PROBLEM REQUIREMENTS:
Every line that contains the word "choices" should be copied from the records below.

DATA FOR THE TASK:

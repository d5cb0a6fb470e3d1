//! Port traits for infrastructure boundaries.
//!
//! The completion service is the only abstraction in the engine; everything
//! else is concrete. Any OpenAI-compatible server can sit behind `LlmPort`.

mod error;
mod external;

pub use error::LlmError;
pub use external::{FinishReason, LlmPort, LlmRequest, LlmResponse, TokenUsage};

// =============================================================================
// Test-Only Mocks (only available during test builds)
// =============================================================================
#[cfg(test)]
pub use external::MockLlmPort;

* * *

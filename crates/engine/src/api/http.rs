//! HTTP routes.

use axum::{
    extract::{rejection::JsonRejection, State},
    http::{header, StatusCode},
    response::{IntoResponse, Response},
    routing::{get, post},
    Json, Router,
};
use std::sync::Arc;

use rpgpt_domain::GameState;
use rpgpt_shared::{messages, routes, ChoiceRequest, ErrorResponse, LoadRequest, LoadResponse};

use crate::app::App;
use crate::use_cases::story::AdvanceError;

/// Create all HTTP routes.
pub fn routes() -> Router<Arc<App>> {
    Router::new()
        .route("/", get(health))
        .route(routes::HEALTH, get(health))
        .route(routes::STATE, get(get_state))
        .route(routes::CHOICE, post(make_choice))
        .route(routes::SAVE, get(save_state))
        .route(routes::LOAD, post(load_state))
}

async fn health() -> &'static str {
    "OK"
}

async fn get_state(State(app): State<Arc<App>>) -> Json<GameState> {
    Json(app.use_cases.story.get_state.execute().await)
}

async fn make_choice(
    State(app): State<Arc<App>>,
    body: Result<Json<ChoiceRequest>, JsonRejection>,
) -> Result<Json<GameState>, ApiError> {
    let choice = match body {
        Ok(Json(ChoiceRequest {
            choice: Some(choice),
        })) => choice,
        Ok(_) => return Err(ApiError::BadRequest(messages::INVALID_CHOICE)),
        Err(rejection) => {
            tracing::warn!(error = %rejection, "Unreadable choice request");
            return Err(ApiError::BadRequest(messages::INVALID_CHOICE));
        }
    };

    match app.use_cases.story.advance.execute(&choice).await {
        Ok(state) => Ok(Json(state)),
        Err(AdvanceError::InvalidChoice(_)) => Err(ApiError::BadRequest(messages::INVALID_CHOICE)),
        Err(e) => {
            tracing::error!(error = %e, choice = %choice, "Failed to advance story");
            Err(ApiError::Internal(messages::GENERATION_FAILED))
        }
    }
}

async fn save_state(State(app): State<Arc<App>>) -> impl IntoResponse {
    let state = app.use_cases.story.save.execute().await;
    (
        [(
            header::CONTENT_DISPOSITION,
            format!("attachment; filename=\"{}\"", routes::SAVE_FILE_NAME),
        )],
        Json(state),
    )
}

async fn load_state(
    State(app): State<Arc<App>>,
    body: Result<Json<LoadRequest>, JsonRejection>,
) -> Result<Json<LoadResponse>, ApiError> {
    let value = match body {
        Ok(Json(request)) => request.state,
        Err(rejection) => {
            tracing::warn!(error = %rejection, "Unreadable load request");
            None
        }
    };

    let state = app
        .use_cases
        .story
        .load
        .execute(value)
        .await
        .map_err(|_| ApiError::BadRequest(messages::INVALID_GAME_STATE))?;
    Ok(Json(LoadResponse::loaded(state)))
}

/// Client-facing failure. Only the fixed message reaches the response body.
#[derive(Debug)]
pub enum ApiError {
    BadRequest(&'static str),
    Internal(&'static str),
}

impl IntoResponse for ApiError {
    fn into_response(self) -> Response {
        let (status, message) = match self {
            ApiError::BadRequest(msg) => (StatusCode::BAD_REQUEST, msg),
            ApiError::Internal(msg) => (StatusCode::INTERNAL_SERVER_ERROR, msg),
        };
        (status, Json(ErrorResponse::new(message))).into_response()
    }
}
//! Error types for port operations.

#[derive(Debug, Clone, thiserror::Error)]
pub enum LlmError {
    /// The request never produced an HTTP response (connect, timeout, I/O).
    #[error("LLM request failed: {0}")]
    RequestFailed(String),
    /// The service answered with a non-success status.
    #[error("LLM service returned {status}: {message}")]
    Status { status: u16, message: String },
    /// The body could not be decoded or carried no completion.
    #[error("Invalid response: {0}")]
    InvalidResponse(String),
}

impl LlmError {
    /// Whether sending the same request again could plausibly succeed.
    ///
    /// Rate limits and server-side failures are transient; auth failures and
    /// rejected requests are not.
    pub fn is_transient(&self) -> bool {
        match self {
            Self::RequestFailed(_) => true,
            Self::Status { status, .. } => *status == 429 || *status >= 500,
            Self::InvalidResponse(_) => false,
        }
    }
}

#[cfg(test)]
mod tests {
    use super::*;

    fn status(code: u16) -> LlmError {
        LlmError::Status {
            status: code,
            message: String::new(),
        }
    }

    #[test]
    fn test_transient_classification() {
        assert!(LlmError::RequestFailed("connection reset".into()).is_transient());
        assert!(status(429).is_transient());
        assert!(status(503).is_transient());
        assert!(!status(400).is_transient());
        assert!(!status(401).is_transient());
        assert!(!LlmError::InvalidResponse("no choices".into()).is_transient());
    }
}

---

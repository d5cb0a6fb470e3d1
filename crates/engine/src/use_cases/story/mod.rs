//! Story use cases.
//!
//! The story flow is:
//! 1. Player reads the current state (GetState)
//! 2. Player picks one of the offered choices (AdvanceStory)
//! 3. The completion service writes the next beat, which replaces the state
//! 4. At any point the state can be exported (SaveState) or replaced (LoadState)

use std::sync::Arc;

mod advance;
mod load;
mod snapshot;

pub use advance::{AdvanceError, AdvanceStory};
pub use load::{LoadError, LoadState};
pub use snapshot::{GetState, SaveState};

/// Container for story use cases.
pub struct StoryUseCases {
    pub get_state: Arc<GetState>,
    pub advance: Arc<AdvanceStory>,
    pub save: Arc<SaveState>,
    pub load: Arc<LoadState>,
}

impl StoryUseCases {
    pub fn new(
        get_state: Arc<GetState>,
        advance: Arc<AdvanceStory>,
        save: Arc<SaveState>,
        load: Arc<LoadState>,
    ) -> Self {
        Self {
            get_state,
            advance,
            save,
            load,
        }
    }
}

PROBLEM SOLUTION:
        assert!(!LlmError::InvalidResponse("no choices".into()).is_transient());
//! 2. Player picks one of the offered choices (AdvanceStory)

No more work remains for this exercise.